→ **Task details**
Give back exactly the lines of the entries below from the line with "pub struct Rsi" to the line with "if prices.len() <", inclusive, and only those.

→ **Records shown**
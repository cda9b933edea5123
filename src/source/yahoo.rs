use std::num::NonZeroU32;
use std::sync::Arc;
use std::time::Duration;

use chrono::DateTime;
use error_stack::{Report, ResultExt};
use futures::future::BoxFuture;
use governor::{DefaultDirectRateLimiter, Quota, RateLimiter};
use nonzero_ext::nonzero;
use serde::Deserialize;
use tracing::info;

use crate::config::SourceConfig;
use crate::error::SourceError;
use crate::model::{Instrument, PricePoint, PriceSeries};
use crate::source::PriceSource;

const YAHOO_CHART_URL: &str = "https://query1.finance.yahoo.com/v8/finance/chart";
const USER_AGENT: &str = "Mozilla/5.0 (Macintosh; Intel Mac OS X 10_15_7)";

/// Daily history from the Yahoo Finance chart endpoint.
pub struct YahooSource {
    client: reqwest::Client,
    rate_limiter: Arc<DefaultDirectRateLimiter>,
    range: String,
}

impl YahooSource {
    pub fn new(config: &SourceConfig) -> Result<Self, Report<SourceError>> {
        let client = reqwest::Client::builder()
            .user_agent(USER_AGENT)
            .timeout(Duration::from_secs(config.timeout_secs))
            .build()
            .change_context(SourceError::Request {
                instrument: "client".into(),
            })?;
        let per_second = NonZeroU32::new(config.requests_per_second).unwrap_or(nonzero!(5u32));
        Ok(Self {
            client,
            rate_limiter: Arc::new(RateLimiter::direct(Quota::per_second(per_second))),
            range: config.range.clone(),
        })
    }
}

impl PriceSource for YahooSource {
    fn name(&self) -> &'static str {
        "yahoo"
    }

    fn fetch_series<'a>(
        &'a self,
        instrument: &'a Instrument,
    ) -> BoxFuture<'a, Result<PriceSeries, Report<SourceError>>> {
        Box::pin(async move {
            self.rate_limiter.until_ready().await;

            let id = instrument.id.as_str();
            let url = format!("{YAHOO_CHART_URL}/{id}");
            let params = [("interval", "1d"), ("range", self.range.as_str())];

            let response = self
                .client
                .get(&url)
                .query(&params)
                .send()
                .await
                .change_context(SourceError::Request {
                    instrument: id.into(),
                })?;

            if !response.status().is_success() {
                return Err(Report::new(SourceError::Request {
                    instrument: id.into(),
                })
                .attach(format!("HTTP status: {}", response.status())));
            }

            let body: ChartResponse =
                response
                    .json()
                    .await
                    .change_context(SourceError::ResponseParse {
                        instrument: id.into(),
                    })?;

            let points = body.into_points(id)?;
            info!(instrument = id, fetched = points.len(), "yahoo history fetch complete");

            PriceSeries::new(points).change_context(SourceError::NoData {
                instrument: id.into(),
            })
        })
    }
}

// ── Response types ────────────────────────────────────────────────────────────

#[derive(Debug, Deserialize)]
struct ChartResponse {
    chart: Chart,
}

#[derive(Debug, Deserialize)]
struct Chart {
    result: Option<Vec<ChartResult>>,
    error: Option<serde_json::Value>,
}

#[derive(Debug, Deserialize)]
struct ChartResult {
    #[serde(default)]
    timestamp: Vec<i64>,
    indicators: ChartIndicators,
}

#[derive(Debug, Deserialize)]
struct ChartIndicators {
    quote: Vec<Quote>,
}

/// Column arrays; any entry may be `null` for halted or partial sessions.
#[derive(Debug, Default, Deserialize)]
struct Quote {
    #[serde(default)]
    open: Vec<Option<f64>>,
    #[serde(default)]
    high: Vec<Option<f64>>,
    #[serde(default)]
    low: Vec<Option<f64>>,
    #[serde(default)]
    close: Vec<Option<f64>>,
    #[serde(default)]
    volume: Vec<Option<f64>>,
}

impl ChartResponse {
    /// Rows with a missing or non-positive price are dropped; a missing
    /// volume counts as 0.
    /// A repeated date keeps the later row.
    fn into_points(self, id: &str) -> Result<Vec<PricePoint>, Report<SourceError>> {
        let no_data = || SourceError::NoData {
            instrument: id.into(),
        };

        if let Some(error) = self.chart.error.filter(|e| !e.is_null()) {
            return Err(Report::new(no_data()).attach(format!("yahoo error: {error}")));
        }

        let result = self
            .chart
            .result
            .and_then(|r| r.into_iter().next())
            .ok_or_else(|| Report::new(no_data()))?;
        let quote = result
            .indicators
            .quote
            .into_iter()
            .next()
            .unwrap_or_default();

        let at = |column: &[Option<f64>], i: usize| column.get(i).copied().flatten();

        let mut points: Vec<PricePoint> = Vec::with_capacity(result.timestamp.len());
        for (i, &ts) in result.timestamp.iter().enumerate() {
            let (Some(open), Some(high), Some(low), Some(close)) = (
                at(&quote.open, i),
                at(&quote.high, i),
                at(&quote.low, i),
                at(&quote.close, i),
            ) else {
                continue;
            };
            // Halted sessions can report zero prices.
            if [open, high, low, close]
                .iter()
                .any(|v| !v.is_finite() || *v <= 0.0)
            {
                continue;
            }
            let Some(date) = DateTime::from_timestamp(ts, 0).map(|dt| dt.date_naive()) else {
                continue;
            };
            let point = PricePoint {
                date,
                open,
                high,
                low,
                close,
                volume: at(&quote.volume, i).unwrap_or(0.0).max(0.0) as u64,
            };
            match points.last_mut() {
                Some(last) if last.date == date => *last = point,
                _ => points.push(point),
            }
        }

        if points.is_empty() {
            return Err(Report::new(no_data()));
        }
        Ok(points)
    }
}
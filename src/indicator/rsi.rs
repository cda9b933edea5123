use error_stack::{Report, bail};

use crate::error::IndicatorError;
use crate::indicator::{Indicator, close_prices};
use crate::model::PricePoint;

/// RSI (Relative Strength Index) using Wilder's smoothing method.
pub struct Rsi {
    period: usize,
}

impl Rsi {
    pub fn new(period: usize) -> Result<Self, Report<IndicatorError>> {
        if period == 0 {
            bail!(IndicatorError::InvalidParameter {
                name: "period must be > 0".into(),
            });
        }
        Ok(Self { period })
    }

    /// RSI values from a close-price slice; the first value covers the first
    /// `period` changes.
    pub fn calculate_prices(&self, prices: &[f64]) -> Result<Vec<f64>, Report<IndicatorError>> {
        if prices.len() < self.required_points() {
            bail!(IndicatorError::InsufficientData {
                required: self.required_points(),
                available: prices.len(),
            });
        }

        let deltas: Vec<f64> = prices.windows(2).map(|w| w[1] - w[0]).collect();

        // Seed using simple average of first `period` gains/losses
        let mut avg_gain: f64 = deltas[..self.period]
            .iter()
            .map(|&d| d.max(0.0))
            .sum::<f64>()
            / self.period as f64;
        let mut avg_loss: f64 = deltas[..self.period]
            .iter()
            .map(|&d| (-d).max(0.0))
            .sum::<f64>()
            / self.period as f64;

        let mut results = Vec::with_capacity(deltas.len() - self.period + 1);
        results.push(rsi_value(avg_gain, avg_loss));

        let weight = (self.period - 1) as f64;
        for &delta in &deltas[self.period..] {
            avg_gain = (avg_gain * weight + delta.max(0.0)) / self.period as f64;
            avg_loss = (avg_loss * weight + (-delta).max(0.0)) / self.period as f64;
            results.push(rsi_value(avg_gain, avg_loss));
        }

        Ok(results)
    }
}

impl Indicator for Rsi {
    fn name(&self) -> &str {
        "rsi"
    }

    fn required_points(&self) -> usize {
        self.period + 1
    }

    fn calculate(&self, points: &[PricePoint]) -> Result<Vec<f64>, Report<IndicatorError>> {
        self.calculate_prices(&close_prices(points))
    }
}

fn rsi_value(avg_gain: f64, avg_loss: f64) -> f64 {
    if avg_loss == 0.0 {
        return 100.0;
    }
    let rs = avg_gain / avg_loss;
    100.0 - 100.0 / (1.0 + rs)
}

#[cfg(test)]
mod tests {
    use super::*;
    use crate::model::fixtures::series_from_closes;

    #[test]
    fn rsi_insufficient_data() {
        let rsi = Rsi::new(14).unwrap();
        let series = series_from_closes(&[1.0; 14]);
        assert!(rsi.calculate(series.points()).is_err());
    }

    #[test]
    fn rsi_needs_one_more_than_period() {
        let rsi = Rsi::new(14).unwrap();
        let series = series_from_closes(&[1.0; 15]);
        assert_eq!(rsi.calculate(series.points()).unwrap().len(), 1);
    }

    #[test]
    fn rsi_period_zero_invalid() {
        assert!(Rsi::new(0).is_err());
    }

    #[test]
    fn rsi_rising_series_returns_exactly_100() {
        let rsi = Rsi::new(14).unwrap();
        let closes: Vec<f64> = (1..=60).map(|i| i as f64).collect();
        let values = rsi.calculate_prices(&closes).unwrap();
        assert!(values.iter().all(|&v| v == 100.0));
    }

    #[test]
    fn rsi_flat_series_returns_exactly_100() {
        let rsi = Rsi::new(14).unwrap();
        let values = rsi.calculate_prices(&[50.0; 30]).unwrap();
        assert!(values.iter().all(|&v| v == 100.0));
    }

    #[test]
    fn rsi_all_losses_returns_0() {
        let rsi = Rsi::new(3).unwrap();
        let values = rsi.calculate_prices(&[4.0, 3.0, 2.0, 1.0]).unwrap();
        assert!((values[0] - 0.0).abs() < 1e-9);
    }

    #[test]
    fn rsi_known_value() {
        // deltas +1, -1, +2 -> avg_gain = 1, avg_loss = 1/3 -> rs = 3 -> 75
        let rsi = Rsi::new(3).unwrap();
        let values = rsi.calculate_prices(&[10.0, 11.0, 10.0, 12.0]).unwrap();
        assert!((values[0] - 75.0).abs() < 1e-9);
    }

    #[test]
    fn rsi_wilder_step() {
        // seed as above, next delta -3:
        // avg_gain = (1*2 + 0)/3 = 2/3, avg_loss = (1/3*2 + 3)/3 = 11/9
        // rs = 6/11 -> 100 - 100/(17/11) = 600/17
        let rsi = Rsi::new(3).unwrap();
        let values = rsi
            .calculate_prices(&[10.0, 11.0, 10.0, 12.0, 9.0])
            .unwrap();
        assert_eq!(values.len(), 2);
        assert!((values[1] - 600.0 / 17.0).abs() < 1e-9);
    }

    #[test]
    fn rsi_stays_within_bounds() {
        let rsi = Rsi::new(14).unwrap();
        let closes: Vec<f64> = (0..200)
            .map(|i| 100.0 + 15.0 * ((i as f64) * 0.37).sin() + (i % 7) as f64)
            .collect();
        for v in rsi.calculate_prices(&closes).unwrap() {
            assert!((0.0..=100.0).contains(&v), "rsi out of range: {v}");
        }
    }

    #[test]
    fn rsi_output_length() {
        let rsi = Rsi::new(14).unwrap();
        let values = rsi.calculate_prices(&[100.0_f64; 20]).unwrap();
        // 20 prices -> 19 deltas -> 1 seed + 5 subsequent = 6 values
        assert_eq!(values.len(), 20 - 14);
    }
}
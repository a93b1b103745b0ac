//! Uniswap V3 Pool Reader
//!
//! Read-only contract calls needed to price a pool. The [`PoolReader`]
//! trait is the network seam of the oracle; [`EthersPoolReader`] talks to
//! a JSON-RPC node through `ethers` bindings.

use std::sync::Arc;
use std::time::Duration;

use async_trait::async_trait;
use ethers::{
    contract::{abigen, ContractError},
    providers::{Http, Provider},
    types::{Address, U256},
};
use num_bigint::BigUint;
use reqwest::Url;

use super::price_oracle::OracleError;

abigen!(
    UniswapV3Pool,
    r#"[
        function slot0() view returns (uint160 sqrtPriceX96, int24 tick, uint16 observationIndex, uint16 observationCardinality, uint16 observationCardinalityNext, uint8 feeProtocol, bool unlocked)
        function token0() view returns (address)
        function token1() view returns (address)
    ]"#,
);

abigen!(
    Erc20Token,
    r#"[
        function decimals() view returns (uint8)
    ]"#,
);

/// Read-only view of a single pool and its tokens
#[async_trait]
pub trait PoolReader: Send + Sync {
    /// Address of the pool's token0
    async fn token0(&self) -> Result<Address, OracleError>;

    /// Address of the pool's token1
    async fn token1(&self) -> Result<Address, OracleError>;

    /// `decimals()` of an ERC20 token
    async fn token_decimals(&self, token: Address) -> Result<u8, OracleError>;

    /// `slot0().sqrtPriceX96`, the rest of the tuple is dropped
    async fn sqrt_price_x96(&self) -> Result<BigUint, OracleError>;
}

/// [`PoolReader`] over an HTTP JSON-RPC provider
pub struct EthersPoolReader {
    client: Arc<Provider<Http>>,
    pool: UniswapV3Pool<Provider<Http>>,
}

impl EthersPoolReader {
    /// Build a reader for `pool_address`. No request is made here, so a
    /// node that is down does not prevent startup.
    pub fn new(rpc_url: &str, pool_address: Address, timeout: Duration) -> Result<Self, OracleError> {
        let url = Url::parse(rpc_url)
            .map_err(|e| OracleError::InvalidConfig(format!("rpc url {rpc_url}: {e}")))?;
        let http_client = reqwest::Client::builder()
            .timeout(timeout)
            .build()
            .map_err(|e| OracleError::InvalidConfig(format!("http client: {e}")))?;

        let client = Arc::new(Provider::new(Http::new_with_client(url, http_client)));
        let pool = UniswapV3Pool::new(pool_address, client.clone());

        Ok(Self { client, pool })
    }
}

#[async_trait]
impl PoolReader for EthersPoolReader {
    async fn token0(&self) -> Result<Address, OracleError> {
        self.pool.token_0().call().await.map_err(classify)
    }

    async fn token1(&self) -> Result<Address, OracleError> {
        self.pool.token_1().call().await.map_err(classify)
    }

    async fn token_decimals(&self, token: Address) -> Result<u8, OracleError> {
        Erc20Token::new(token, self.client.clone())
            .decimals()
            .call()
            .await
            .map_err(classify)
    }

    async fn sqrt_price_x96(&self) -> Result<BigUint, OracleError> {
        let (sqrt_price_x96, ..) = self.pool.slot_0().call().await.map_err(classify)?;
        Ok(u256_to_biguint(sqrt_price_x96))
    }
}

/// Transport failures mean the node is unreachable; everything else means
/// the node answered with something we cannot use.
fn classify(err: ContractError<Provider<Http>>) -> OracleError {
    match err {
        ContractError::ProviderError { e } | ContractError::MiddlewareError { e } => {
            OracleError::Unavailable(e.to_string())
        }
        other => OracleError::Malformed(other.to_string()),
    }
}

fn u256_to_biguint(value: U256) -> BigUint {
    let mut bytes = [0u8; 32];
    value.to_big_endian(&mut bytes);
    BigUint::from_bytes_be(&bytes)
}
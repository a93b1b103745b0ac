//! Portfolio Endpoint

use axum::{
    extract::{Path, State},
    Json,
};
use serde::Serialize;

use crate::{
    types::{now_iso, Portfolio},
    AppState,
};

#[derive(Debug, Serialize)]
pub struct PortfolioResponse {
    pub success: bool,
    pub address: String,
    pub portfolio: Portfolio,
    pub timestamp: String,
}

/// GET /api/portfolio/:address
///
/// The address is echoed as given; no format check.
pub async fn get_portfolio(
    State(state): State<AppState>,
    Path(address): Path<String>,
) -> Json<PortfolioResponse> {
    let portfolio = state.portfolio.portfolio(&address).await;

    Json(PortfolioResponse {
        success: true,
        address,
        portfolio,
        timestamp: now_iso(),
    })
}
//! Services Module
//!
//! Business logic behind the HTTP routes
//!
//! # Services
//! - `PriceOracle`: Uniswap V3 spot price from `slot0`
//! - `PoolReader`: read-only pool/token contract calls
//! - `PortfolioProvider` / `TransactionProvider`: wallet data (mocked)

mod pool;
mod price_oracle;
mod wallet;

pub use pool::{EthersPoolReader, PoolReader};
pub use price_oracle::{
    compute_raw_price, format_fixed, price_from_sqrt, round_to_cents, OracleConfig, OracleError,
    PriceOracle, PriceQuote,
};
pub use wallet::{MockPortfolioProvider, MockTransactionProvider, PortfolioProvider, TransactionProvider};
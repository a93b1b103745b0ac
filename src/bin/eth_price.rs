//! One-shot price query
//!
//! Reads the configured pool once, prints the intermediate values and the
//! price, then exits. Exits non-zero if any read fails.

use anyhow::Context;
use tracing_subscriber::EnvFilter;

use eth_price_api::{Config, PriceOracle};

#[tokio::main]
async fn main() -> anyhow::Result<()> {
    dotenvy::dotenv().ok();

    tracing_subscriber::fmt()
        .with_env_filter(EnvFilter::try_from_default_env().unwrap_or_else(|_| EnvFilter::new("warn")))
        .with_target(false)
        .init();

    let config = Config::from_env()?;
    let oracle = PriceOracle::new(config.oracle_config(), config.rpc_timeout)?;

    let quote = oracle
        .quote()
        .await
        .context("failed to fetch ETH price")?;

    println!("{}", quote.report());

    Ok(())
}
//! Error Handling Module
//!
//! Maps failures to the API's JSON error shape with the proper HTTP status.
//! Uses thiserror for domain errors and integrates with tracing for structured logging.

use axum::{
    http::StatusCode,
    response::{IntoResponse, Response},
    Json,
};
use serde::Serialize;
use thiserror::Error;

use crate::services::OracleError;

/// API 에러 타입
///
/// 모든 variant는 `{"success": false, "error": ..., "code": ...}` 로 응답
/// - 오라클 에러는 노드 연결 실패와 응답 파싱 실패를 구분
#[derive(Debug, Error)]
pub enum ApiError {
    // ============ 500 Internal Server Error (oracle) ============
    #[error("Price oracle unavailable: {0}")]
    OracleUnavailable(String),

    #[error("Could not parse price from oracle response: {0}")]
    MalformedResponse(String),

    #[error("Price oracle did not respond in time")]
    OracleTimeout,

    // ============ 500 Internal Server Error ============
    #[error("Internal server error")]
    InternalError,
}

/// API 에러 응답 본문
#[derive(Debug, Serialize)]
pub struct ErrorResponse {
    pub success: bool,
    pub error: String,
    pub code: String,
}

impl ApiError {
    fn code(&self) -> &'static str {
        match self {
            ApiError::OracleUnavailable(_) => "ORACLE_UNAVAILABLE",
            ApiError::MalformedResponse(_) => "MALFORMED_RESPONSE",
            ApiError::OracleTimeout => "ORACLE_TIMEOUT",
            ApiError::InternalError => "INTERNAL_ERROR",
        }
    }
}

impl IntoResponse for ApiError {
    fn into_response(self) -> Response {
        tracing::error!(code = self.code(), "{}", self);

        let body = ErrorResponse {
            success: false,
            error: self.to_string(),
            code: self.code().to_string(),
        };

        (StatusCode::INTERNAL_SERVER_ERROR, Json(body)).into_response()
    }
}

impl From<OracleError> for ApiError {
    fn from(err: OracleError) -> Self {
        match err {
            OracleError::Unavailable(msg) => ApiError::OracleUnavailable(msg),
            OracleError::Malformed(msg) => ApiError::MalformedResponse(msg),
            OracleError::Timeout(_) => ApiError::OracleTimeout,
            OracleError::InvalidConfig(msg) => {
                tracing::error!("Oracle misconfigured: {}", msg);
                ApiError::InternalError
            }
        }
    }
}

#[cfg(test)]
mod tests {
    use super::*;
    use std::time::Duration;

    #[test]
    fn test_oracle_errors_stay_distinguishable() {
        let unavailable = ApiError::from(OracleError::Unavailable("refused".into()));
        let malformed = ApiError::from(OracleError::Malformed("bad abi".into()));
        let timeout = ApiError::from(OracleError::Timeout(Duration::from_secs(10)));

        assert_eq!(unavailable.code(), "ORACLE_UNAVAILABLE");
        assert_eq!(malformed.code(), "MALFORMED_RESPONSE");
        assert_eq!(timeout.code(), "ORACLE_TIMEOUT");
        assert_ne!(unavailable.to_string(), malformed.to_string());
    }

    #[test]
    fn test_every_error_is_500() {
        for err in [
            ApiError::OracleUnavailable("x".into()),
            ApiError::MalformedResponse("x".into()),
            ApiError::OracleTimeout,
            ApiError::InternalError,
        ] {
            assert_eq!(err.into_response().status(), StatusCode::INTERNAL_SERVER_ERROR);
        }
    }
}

→ **Solved problem**
pub struct Rsi {
    period: usize,
}

impl Rsi {
    pub fn new(period: usize) -> Result<Self, Report<IndicatorError>> {
        if period == 0 {
            bail!(IndicatorError::InvalidParameter {
                name: "period must be > 0".into(),
            });
        }
        Ok(Self { period })
    }

    /// RSI values from a close-price slice; the first value covers the first
    /// `period` changes.
    pub fn calculate_prices(&self, prices: &[f64]) -> Result<Vec<f64>, Report<IndicatorError>> {
        if prices.len() < self.required_points() {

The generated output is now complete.